- _SOURCE DATA_:
use crate::config::RetryConfig;
use crate::error::{ProviderError, RetryError};
use rand::Rng;
use std::future::Future;
use std::time::Duration;
use tokio::time::sleep;
use tokio_util::sync::CancellationToken;
use tracing::warn;

use super::classify::is_retryable;

#[derive(Debug, Clone, PartialEq, Eq)]
pub struct RetryPolicy {
    pub max_retries: u32,
    pub base_delay: Duration,
    pub max_jitter: Duration,
}

impl Default for RetryPolicy {
    fn default() -> Self {
        Self::from(&RetryConfig::default())
    }
}

impl From<&RetryConfig> for RetryPolicy {
    fn from(config: &RetryConfig) -> Self {
        Self {
            max_retries: config.max_retries,
            base_delay: Duration::from_millis(config.base_delay_ms),
            max_jitter: Duration::from_millis(config.max_jitter_ms),
        }
    }
}

impl RetryPolicy {
    /// base * 2^(attempt-1), plus optional jitter
    pub fn delay_for(&self, attempt: u32) -> Duration {
        let factor = 2u32.saturating_pow(attempt.saturating_sub(1));
        let backoff = self.base_delay.saturating_mul(factor);
        if self.max_jitter.is_zero() {
            return backoff;
        }
        let jitter_ms = rand::thread_rng().gen_range(0..=self.max_jitter.as_millis() as u64);
        backoff + Duration::from_millis(jitter_ms)
    }
}

/// Run `operation`, retrying transient failures with exponential backoff.
///
/// Fatal errors come back unchanged on the attempt they happen. Once retries
/// run out the last error is wrapped with the attempt count. Cancelling the
/// token aborts both an in-flight call and a pending backoff sleep.
pub async fn call_with_retry<F, Fut, T>(
    policy: &RetryPolicy,
    cancel: &CancellationToken,
    mut operation: F,
) -> Result<T, RetryError>
where
    F: FnMut() -> Fut,
    Fut: Future<Output = Result<T, ProviderError>>,
{
    let mut attempts = 0;

    loop {
        attempts += 1;

        let outcome = tokio::select! {
            biased;
            _ = cancel.cancelled() => return Err(RetryError::Cancelled { attempts }),
            outcome = operation() => outcome,
        };

        match outcome {
            Ok(result) => return Ok(result),
            Err(e) if !is_retryable(&e) => {
                warn!("Attempt {} failed with non-retryable error: {}", attempts, e);
                return Err(RetryError::Fatal(e));
            }
            Err(e) if attempts > policy.max_retries => {
                warn!("All {} attempts failed: {}", attempts, e);
                return Err(RetryError::Exhausted {
                    attempts,
                    source: e,
                });
            }
            Err(e) => {
                let delay = policy.delay_for(attempts);
                warn!(
                    "Attempt {} failed: {}. Retrying in {:?}...",
                    attempts, e, delay
                );

                tokio::select! {
                    biased;
                    _ = cancel.cancelled() => return Err(RetryError::Cancelled { attempts }),
                    _ = sleep(delay) => {}
                }
            }
        }
    }
}

#[cfg(test)]
mod tests {
    use super::*;
    use std::sync::atomic::{AtomicU32, Ordering};
    use std::sync::{Arc, Mutex};
    use tokio::time::Instant;

    fn policy(max_retries: u32, base_ms: u64) -> RetryPolicy {
        RetryPolicy {
            max_retries,
            base_delay: Duration::from_millis(base_ms),
            max_jitter: Duration::ZERO,
        }
    }

    fn overloaded() -> ProviderError {
        ProviderError::Http {
            status: 529,
            message: "overloaded".to_string(),
        }
    }

    #[test]
    fn test_delay_doubles() {
        let p = policy(5, 1000);
        assert_eq!(p.delay_for(1), Duration::from_millis(1000));
        assert_eq!(p.delay_for(2), Duration::from_millis(2000));
        assert_eq!(p.delay_for(3), Duration::from_millis(4000));
    }

    #[test]
    fn test_jitter_is_additive() {
        let p = RetryPolicy {
            max_jitter: Duration::from_millis(50),
            ..policy(2, 100)
        };
        for _ in 0..20 {
            let d = p.delay_for(2);
            assert!(d >= Duration::from_millis(200));
            assert!(d <= Duration::from_millis(250));
        }
    }

    #[tokio::test]
    async fn test_retry_success_first_attempt() {
        let result = call_with_retry(&policy(2, 10), &CancellationToken::new(), || async {
            Ok::<_, ProviderError>(42)
        })
        .await;

        assert_eq!(result.unwrap(), 42);
    }

    #[tokio::test(start_paused = true)]
    async fn test_retry_success_after_failures() {
        let attempts = Arc::new(AtomicU32::new(0));
        let attempts_clone = attempts.clone();

        let result = call_with_retry(&policy(2, 1000), &CancellationToken::new(), || {
            let attempts = attempts_clone.clone();
            async move {
                let n = attempts.fetch_add(1, Ordering::SeqCst);
                if n < 2 {
                    Err(overloaded())
                } else {
                    Ok(42)
                }
            }
        })
        .await;

        assert_eq!(result.unwrap(), 42);
        assert_eq!(attempts.load(Ordering::SeqCst), 3);
    }

    #[tokio::test(start_paused = true)]
    async fn test_transient_exhausts_with_backoff() {
        let calls: Arc<Mutex<Vec<Instant>>> = Arc::new(Mutex::new(Vec::new()));
        let calls_clone = calls.clone();

        let result: Result<(), _> =
            call_with_retry(&policy(2, 1000), &CancellationToken::new(), || {
                let calls = calls_clone.clone();
                async move {
                    calls.lock().unwrap().push(Instant::now());
                    Err(ProviderError::Other {
                        message: "Rate limit reached".to_string(),
                        status: None,
                    })
                }
            })
            .await;

        match result {
            Err(RetryError::Exhausted { attempts, source }) => {
                assert_eq!(attempts, 3);
                assert!(source.to_string().contains("Rate limit"));
            }
            other => panic!("unexpected result {:?}", other),
        }

        let calls = calls.lock().unwrap();
        assert_eq!(calls.len(), 3);
        assert!(calls[1] - calls[0] >= Duration::from_millis(1000));
        assert!(calls[2] - calls[1] >= Duration::from_millis(2000));
    }

    #[tokio::test]
    async fn test_fatal_not_retried() {
        let attempts = Arc::new(AtomicU32::new(0));
        let attempts_clone = attempts.clone();

        let result: Result<(), _> =
            call_with_retry(&policy(2, 10), &CancellationToken::new(), || {
                let attempts = attempts_clone.clone();
                async move {
                    attempts.fetch_add(1, Ordering::SeqCst);
                    Err(ProviderError::Http {
                        status: 401,
                        message: "invalid x-api-key".to_string(),
                    })
                }
            })
            .await;

        assert!(matches!(
            result,
            Err(RetryError::Fatal(ProviderError::Http { status: 401, .. }))
        ));
        assert_eq!(attempts.load(Ordering::SeqCst), 1);
    }

    #[tokio::test(start_paused = true)]
    async fn test_cancel_aborts_backoff_sleep() {
        let token = CancellationToken::new();
        let canceller = token.clone();
        tokio::spawn(async move {
            sleep(Duration::from_millis(500)).await;
            canceller.cancel();
        });

        let attempts = Arc::new(AtomicU32::new(0));
        let attempts_clone = attempts.clone();
        let start = Instant::now();

        let result: Result<(), _> = call_with_retry(&policy(2, 10_000), &token, || {
            let attempts = attempts_clone.clone();
            async move {
                attempts.fetch_add(1, Ordering::SeqCst);
                Err(overloaded())
            }
        })
        .await;

        assert!(matches!(result, Err(RetryError::Cancelled { attempts: 1 })));
        assert_eq!(attempts.load(Ordering::SeqCst), 1);
        assert!(start.elapsed() < Duration::from_millis(10_000));
    }

    #[tokio::test]
    async fn test_already_cancelled_never_calls() {
        let token = CancellationToken::new();
        token.cancel();
        let attempts = Arc::new(AtomicU32::new(0));
        let attempts_clone = attempts.clone();

        let result = call_with_retry(&policy(2, 10), &token, || {
            let attempts = attempts_clone.clone();
            async move {
                attempts.fetch_add(1, Ordering::SeqCst);
                Ok::<_, ProviderError>(())
            }
        })
        .await;

        assert!(matches!(result, Err(RetryError::Cancelled { .. })));
        assert_eq!(attempts.load(Ordering::SeqCst), 0);
    }
}
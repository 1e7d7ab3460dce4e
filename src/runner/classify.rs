use crate::error::ProviderError;

const RETRYABLE_PATTERNS: &[&str] = &[
    "rate limit",
    "rate_limit",
    "too many requests",
    "overloaded",
    "unavailable",
    "timeout",
    "timed out",
    "network error",
    "connection reset",
    "econnreset",
];

#[derive(Debug, Clone, Copy, PartialEq, Eq)]
pub enum ErrorClass {
    /// Rate limits, overload, timeouts, 429 and 5xx
    Transient,
    /// Auth, validation, bad request, unknown model
    Fatal,
}

/// Decide from a message and optional status code alone
pub fn classify_parts(message: &str, status: Option<u16>) -> ErrorClass {
    if matches!(status, Some(s) if s == 429 || s >= 500) {
        return ErrorClass::Transient;
    }
    let lower = message.to_lowercase();
    if RETRYABLE_PATTERNS.iter().any(|p| lower.contains(p)) {
        ErrorClass::Transient
    } else {
        ErrorClass::Fatal
    }
}

pub fn classify(err: &ProviderError) -> ErrorClass {
    match err {
        ProviderError::Timeout(_) | ProviderError::Network(_) => ErrorClass::Transient,
        _ => classify_parts(&err.to_string(), err.status()),
    }
}

pub fn is_retryable(err: &ProviderError) -> bool {
    classify(err) == ErrorClass::Transient
}
//! CLI handler for the `models` subcommand

use crate::cli::ModelsArgs;
use crate::config::Config;
use crate::provider::BackendRegistry;
use crate::runner::build_attempt_sequence;
use std::sync::Arc;

pub fn execute(args: ModelsArgs) -> anyhow::Result<()> {
    let config = Arc::new(Config::load_or_default(&args.config)?);
    let registry = BackendRegistry::new(config.clone());

    let sequence = build_attempt_sequence(&config, args.role);
    if sequence.is_empty() {
        println!("No fully configured model for role {}", args.role);
        return Ok(());
    }

    println!("Attempt order for role {}:", args.role);
    for (n, attempt) in sequence.iter().enumerate() {
        let status = match registry.settings(&attempt.provider) {
            None => "unknown provider".to_string(),
            Some(settings) if settings.ambient => format!("{}, ambient credentials", settings.kind),
            Some(settings) if registry.is_credentialed(&attempt.provider) => {
                format!("{}, key found", settings.kind)
            }
            Some(settings) => format!(
                "{}, missing {}",
                settings.kind,
                settings.api_key_env.as_deref().unwrap_or("API key")
            ),
        };
        println!(
            "  {}. {:<9} {}/{} ({})",
            n + 1,
            attempt.role.to_string(),
            attempt.provider,
            attempt.model_id,
            status
        );
    }

    Ok(())
}
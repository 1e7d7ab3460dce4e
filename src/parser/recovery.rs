//! Recovers a subtask batch from raw model text.
//!
//! One textual repair runs first, then an ordered list of extraction
//! strategies is tried until one yields a candidate array. The candidate is
//! validated element by element (all or nothing) and then corrected.

use crate::error::ParserError;
use regex::Regex;
use serde_json::Value;
use std::sync::OnceLock;
use tracing::debug;

use super::correction::{correct, CorrectionReport};
use super::json::{balanced_object_at, strip_fence};
use super::subtask::{validate_subtask, RawSubtask, SubtaskBatch};

const PREVIEW_CHARS: usize = 200;

type Strategy = fn(&str) -> Option<Vec<Value>>;

const STRATEGIES: &[(&str, Strategy)] = &[
    ("subtasks_object", parse_subtasks_object),
    ("bare_array", parse_bare_array),
    ("embedded_object", parse_embedded_object),
];

fn dependency_gap_re() -> Option<&'static Regex> {
    static RE: OnceLock<Option<Regex>> = OnceLock::new();
    RE.get_or_init(|| Regex::new(r#""dependencies"\s*:\s*,"#).ok())
        .as_ref()
}

fn bare_array_re() -> Option<&'static Regex> {
    static RE: OnceLock<Option<Regex>> = OnceLock::new();
    RE.get_or_init(|| Regex::new(r"^\s*\[\s*\{").ok()).as_ref()
}

fn embedded_object_re() -> Option<&'static Regex> {
    static RE: OnceLock<Option<Regex>> = OnceLock::new();
    RE.get_or_init(|| Regex::new(r#"\{\s*"subtasks"\s*:\s*\[[\s\S]*\]\s*\}"#).ok())
        .as_ref()
}

/// Fill in `"dependencies": ,` (value left out by the model) with an empty array
pub fn repair_text(raw: &str) -> String {
    match dependency_gap_re() {
        Some(re) => re.replace_all(raw, r#""dependencies": [],"#).into_owned(),
        None => raw.to_string(),
    }
}

fn subtasks_array(value: Value) -> Option<Vec<Value>> {
    match value {
        Value::Object(mut obj) => match obj.remove("subtasks") {
            Some(Value::Array(items)) => Some(items),
            _ => None,
        },
        _ => None,
    }
}

/// Text left once the reply is trimmed, then the body of its code fence if
/// that differs
fn bodies(text: &str) -> impl Iterator<Item = &str> {
    let trimmed = text.trim();
    let fenced = strip_fence(text);
    std::iter::once(trimmed).chain((fenced != trimmed).then_some(fenced))
}

/// Whole text (or one code fence) is `{"subtasks": [...]}`
fn parse_subtasks_object(text: &str) -> Option<Vec<Value>> {
    bodies(text).find_map(|body| {
        serde_json::from_str::<Value>(body)
            .ok()
            .and_then(subtasks_array)
    })
}

/// Whole text (or one code fence) is a bare array of subtask objects
fn parse_bare_array(text: &str) -> Option<Vec<Value>> {
    let re = bare_array_re()?;
    bodies(text).find_map(|body| {
        if !re.is_match(body) {
            return None;
        }
        let wrapped = format!(r#"{{"subtasks": {}}}"#, body);
        serde_json::from_str(&wrapped).ok().and_then(subtasks_array)
    })
}

/// A `{"subtasks": [...]}` object buried in surrounding prose
fn parse_embedded_object(text: &str) -> Option<Vec<Value>> {
    let found = embedded_object_re()?.find(text)?;

    if let Some(items) = serde_json::from_str::<Value>(found.as_str())
        .ok()
        .and_then(subtasks_array)
    {
        return Some(items);
    }

    // Greedy match ran past the object; retry with the balanced span
    let candidate = balanced_object_at(text, found.start())?;
    subtasks_array(serde_json::from_str(candidate).ok()?)
}

fn preview(raw: &str) -> String {
    let mut shown: String = raw.chars().take(PREVIEW_CHARS).collect();
    if raw.chars().count() > PREVIEW_CHARS {
        shown.push_str("...");
    }
    shown
}

/// Run the repair and strategy cascade, returning the first candidate array
pub fn extract_candidates(raw: &str) -> Result<Vec<Value>, ParserError> {
    let repaired = repair_text(raw);

    for (name, strategy) in STRATEGIES {
        if let Some(items) = strategy(&repaired) {
            debug!("Recovered {} subtask candidates via {}", items.len(), name);
            return Ok(items);
        }
        debug!("Recovery strategy {} did not match", name);
    }

    Err(ParserError::MalformedOutput {
        preview: preview(raw),
    })
}

/// Extract, validate and correct one batch. Returns the batch together
/// with what the correction pass changed.
pub fn recover_batch(
    raw: &str,
    start_id: u32,
    expected_count: usize,
) -> Result<(SubtaskBatch, CorrectionReport), ParserError> {
    let candidates = extract_candidates(raw)?;

    let validated = candidates
        .iter()
        .enumerate()
        .map(|(index, value)| validate_subtask(index, value))
        .collect::<Result<Vec<RawSubtask>, _>>()?;

    Ok(correct(validated, start_id, expected_count))
}
use crate::config::{Config, Role};
use crate::error::RetryError;
use crate::provider::{
    BackendParams, BackendRegistry, Message, ModelBackend, Payload, ServiceKind, TokenUsage,
};
use crate::telemetry::{TelemetryQueue, UsageTelemetry};
use schemars::JsonSchema;
use serde::de::DeserializeOwned;
use std::sync::Arc;
use tokio_util::sync::CancellationToken;
use tracing::{debug, info, warn};

use super::retry::{call_with_retry, RetryPolicy};
use super::roles::{build_attempt_sequence, AttemptSpec};

/// Where the caller's output goes. Only CLI runs push usage to the sink;
/// MCP callers get the record back in the result.
#[derive(Debug, Clone, Copy, Default, PartialEq, Eq)]
pub enum OutputChannel {
    #[default]
    Cli,
    Mcp,
}

#[derive(Debug, Clone)]
pub struct GenerationRequest {
    pub role: Role,
    pub prompt: String,
    pub system_prompt: String,
    pub schema: Option<serde_json::Value>,
    pub object_name: Option<String>,
    pub command_name: String,
    pub output_channel: OutputChannel,
}

impl GenerationRequest {
    pub fn new(role: Role, prompt: impl Into<String>) -> Self {
        Self {
            role,
            prompt: prompt.into(),
            system_prompt: String::new(),
            schema: None,
            object_name: None,
            command_name: "generate".to_string(),
            output_channel: OutputChannel::Cli,
        }
    }

    pub fn system(mut self, system_prompt: impl Into<String>) -> Self {
        self.system_prompt = system_prompt.into();
        self
    }

    pub fn schema(mut self, schema: serde_json::Value, object_name: &str) -> Self {
        self.schema = Some(schema);
        self.object_name = Some(object_name.to_string());
        self
    }

    pub fn command(mut self, command_name: &str) -> Self {
        self.command_name = command_name.to_string();
        self
    }

    pub fn channel(mut self, channel: OutputChannel) -> Self {
        self.output_channel = channel;
        self
    }
}

/// Successful generation from exactly one attempt
#[derive(Debug)]
pub struct GenerationResult<T = Payload> {
    pub output: T,
    pub usage: TokenUsage,
    pub provider: String,
    pub model_id: String,
    pub role: Role,
    pub telemetry: UsageTelemetry,
}

impl GenerationResult<Payload> {
    pub fn text(&self) -> Option<&str> {
        match &self.output {
            Payload::Text(text) => Some(text),
            _ => None,
        }
    }

    pub fn object(&self) -> Option<&serde_json::Value> {
        match &self.output {
            Payload::Object(value) => Some(value),
            _ => None,
        }
    }
}

/// Runs a request against each configured role in order until one succeeds.
///
/// Attempts are strictly sequential. Each attempt gets its own retry budget
/// for transient errors; anything else moves on to the next attempt. When
/// nothing succeeds the caller gets `None` and decides how to degrade.
pub struct UnifiedRunner {
    config: Arc<Config>,
    backends: BackendRegistry,
    policy: RetryPolicy,
    telemetry: Option<TelemetryQueue>,
    cancel: CancellationToken,
}

impl UnifiedRunner {
    pub fn new(config: Arc<Config>, backends: BackendRegistry) -> Self {
        let policy = RetryPolicy::from(&config.retry);
        Self {
            config,
            backends,
            policy,
            telemetry: None,
            cancel: CancellationToken::new(),
        }
    }

    pub fn with_telemetry(mut self, queue: TelemetryQueue) -> Self {
        self.telemetry = Some(queue);
        self
    }

    /// Cancelling this token aborts the in-flight call or backoff sleep
    pub fn cancellation_token(&self) -> CancellationToken {
        self.cancel.clone()
    }

    pub fn config(&self) -> &Config {
        &self.config
    }

    pub fn attempt_sequence(&self, role: Role) -> Vec<AttemptSpec> {
        build_attempt_sequence(&self.config, role)
    }

    pub async fn generate_text(&self, request: &GenerationRequest) -> Option<GenerationResult> {
        self.run(ServiceKind::GenerateText, request).await
    }

    pub async fn generate_object(&self, request: &GenerationRequest) -> Option<GenerationResult> {
        self.run(ServiceKind::GenerateObject, request).await
    }

    pub async fn stream_text(&self, request: &GenerationRequest) -> Option<GenerationResult> {
        self.run(ServiceKind::StreamText, request).await
    }

    /// Structured generation into `T`. The schema is derived from `T`; a reply
    /// that does not deserialize counts as a failed attempt.
    pub async fn generate_object_as<T>(
        &self,
        request: &GenerationRequest,
    ) -> Option<GenerationResult<T>>
    where
        T: DeserializeOwned + JsonSchema,
    {
        let mut request = request.clone();
        if request.schema.is_none() {
            let schema = schemars::schema_for!(T);
            let name = request
                .object_name
                .clone()
                .unwrap_or_else(|| T::schema_name());
            request = match serde_json::to_value(&schema) {
                Ok(value) => request.schema(value, &name),
                Err(e) => {
                    warn!("Could not serialize schema for {}: {}", name, e);
                    request
                }
            };
        }

        self.run_validated(ServiceKind::GenerateObject, &request, |payload| match payload {
            Payload::Object(value) => serde_json::from_value(value).map_err(|e| e.to_string()),
            other => Err(format!("expected an object payload, got {:?}", other)),
        })
        .await
    }

    pub async fn run(
        &self,
        kind: ServiceKind,
        request: &GenerationRequest,
    ) -> Option<GenerationResult> {
        self.run_validated(kind, request, Ok).await
    }

    /// Like `run`, but `accept` may reject a payload, which fails that attempt
    pub async fn run_validated<T, F>(
        &self,
        kind: ServiceKind,
        request: &GenerationRequest,
        accept: F,
    ) -> Option<GenerationResult<T>>
    where
        F: Fn(Payload) -> Result<T, String>,
    {
        let sequence = self.attempt_sequence(request.role);
        if sequence.is_empty() {
            warn!("No fully configured model for role {}", request.role);
            return None;
        }

        for attempt in &sequence {
            let Some((backend, params)) = self.prepare(attempt, request) else {
                continue;
            };

            debug!(
                "{} via {} ({}, {} backend) as {}",
                kind,
                attempt.provider,
                attempt.model_id,
                backend.name(),
                attempt.role
            );

            let backend_ref: &dyn ModelBackend = backend.as_ref();
            let params_ref = &params;
            let outcome = call_with_retry(&self.policy, &self.cancel, move || async move {
                match kind {
                    ServiceKind::GenerateText => backend_ref.generate_text(params_ref).await,
                    ServiceKind::GenerateObject => backend_ref.generate_object(params_ref).await,
                    ServiceKind::StreamText => backend_ref.stream_text(params_ref).await,
                }
            })
            .await;

            let response = match outcome {
                Ok(response) => response,
                Err(RetryError::Cancelled { attempts }) => {
                    info!(
                        "Generation cancelled during {} attempt {}",
                        attempt.role, attempts
                    );
                    return None;
                }
                Err(e) => {
                    warn!(
                        "{} attempt with {}/{} failed: {}",
                        attempt.role, attempt.provider, attempt.model_id, e
                    );
                    continue;
                }
            };

            let output = match accept(response.payload) {
                Ok(output) => output,
                Err(reason) => {
                    warn!(
                        "{} attempt with {}/{} returned an unusable payload: {}",
                        attempt.role, attempt.provider, attempt.model_id, reason
                    );
                    continue;
                }
            };

            let telemetry = UsageTelemetry::build(
                &self.config,
                &request.command_name,
                &attempt.provider,
                &attempt.model_id,
                response.usage,
            );
            self.record_usage(request.output_channel, &telemetry);

            info!(
                "{} succeeded with {}/{} ({} tokens)",
                kind,
                attempt.provider,
                attempt.model_id,
                response.usage.total()
            );

            return Some(GenerationResult {
                output,
                usage: response.usage,
                provider: attempt.provider.clone(),
                model_id: attempt.model_id.clone(),
                role: attempt.role,
                telemetry,
            });
        }

        warn!(
            "All {} attempt(s) for role {} failed or were skipped",
            sequence.len(),
            request.role
        );
        None
    }

    /// Resolve backend and call parameters; `None` means skip this attempt
    fn prepare(
        &self,
        attempt: &AttemptSpec,
        request: &GenerationRequest,
    ) -> Option<(Arc<dyn ModelBackend>, BackendParams)> {
        let Some(settings) = self.backends.settings(&attempt.provider) else {
            warn!(
                "Unknown provider '{}' for role {}, skipping",
                attempt.provider, attempt.role
            );
            return None;
        };

        if !self.backends.is_credentialed(&attempt.provider) {
            warn!(
                "Provider '{}' has no API key (set {}), skipping {} attempt",
                attempt.provider,
                settings.api_key_env.as_deref().unwrap_or("an API key"),
                attempt.role
            );
            return None;
        }

        let backend = self.backends.backend(&attempt.provider)?;

        let mut messages = Vec::with_capacity(2);
        if !request.system_prompt.trim().is_empty() {
            messages.push(Message::system(request.system_prompt.clone()));
        }
        messages.push(Message::user(request.prompt.clone()));

        let role_model = self.config.role_model(attempt.role);
        let params = BackendParams {
            model_id: attempt.model_id.clone(),
            messages,
            max_tokens: role_model.max_tokens,
            temperature: role_model.temperature,
            base_url: attempt.base_url.clone().or(settings.base_url),
            api_key: self.backends.api_key(&attempt.provider),
            schema: request.schema.clone(),
            object_name: request.object_name.clone(),
        };

        Some((backend, params))
    }

    fn record_usage(&self, channel: OutputChannel, telemetry: &UsageTelemetry) {
        if channel != OutputChannel::Cli || !self.config.telemetry.enabled {
            return;
        }
        if let Some(queue) = &self.telemetry {
            queue.emit(telemetry.clone());
        }
    }
}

- _EXERCISE DIRECTIONS_: Give the number of lines in the entries above that include the word "AttemptSpec", and nothing more.

- _OUTPUT OF THE TASK_: 3